PROBLEM DESCRIPTION:
For the listing below, how many lines contain the word "entities"? Answer with only that figure.
[[ EXERCISE INPUTS open ]]
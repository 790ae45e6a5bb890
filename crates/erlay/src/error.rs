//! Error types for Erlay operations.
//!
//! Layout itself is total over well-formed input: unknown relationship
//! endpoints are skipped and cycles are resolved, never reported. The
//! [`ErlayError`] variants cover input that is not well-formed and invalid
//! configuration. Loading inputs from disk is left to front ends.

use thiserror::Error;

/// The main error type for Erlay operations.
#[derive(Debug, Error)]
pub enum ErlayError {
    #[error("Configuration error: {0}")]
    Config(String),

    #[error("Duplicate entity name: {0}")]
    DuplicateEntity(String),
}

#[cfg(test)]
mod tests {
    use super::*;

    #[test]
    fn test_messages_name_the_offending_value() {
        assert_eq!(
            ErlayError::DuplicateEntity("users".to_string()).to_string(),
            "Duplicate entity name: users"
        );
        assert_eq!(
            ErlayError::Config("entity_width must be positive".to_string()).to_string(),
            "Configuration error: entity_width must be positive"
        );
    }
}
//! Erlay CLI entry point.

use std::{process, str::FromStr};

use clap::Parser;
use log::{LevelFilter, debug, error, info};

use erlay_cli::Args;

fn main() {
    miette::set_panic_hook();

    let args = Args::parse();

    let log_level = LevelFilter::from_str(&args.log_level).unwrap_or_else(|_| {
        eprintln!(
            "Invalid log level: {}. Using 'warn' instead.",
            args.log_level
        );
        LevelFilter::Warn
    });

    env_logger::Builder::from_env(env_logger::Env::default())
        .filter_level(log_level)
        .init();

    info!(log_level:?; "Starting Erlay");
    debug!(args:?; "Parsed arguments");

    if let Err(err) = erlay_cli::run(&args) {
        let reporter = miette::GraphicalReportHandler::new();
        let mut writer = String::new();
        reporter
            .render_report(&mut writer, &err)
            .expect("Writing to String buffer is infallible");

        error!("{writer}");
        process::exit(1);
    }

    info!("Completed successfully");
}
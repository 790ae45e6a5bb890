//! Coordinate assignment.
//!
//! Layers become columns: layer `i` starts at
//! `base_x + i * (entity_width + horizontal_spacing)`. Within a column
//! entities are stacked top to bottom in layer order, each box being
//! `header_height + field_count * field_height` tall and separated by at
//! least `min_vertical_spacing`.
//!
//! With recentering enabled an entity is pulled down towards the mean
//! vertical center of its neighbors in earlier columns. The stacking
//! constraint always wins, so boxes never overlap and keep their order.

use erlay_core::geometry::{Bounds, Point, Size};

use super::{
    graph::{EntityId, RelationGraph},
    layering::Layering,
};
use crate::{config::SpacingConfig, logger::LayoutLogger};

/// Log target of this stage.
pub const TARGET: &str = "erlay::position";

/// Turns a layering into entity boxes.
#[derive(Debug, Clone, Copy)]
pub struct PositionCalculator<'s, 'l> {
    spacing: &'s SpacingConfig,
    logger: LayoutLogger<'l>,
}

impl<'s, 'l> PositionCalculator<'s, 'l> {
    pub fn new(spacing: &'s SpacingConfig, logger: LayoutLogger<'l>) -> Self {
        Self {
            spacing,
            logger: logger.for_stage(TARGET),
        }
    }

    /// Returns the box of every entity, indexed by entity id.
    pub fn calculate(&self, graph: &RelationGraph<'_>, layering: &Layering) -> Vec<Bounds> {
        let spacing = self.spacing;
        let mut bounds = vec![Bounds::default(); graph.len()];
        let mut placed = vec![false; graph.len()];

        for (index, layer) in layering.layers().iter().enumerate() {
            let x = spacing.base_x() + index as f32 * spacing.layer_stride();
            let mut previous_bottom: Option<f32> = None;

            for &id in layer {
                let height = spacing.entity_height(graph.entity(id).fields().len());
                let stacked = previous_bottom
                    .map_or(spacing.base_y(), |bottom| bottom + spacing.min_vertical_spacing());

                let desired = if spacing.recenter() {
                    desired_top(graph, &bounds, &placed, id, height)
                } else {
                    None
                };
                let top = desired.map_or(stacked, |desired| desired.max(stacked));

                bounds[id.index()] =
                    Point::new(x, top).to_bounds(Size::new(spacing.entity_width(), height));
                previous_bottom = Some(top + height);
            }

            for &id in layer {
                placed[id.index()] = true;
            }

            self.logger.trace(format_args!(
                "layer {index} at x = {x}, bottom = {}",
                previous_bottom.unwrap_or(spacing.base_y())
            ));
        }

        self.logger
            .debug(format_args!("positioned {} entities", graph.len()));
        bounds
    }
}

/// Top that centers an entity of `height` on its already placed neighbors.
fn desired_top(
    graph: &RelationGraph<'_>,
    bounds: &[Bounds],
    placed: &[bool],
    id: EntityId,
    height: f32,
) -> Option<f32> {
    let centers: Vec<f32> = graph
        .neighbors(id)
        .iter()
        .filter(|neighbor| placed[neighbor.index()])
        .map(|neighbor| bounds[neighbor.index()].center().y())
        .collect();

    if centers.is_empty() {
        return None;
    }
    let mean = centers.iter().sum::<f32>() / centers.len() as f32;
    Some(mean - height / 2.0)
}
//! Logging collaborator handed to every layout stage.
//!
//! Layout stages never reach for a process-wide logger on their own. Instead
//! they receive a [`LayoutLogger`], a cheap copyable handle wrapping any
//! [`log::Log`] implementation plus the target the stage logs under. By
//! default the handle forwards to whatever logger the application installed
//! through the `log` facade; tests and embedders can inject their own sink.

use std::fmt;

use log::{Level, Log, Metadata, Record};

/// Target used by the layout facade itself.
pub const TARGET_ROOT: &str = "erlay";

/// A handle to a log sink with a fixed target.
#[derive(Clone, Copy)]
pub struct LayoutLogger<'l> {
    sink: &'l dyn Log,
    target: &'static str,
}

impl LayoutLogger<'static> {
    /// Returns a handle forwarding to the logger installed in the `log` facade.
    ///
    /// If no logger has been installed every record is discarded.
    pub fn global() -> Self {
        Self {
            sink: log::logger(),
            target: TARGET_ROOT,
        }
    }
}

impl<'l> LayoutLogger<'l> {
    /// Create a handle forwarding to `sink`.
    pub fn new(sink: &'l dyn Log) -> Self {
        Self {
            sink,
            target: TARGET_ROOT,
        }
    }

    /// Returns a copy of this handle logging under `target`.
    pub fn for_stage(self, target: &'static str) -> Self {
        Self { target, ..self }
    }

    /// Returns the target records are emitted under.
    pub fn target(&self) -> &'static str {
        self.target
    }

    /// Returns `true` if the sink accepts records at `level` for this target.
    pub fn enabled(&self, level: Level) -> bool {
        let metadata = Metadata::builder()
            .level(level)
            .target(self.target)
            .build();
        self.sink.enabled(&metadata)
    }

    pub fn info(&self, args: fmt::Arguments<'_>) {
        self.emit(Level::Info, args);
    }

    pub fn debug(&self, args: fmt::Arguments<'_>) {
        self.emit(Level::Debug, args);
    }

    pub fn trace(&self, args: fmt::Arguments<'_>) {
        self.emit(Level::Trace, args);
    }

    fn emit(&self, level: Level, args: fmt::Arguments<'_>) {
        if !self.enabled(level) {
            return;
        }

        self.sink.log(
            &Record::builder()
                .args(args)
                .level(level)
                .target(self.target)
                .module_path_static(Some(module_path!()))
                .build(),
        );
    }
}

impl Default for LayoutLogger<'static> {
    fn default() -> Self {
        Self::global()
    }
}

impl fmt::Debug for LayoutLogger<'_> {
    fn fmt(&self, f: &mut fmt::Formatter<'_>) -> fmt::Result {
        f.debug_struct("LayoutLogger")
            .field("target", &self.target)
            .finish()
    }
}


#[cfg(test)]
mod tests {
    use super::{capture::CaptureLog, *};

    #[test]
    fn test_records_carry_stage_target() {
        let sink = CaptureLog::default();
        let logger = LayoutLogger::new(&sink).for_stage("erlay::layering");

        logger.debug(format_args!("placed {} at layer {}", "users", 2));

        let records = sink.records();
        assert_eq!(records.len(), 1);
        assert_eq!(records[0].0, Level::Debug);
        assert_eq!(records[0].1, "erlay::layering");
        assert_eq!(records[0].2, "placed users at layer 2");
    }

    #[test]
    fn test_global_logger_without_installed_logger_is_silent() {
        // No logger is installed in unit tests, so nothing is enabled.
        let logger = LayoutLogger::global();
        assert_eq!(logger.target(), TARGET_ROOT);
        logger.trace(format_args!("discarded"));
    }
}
[[ EXERCISE INPUTS closed ]]
EXERCISE OUTPUT:
2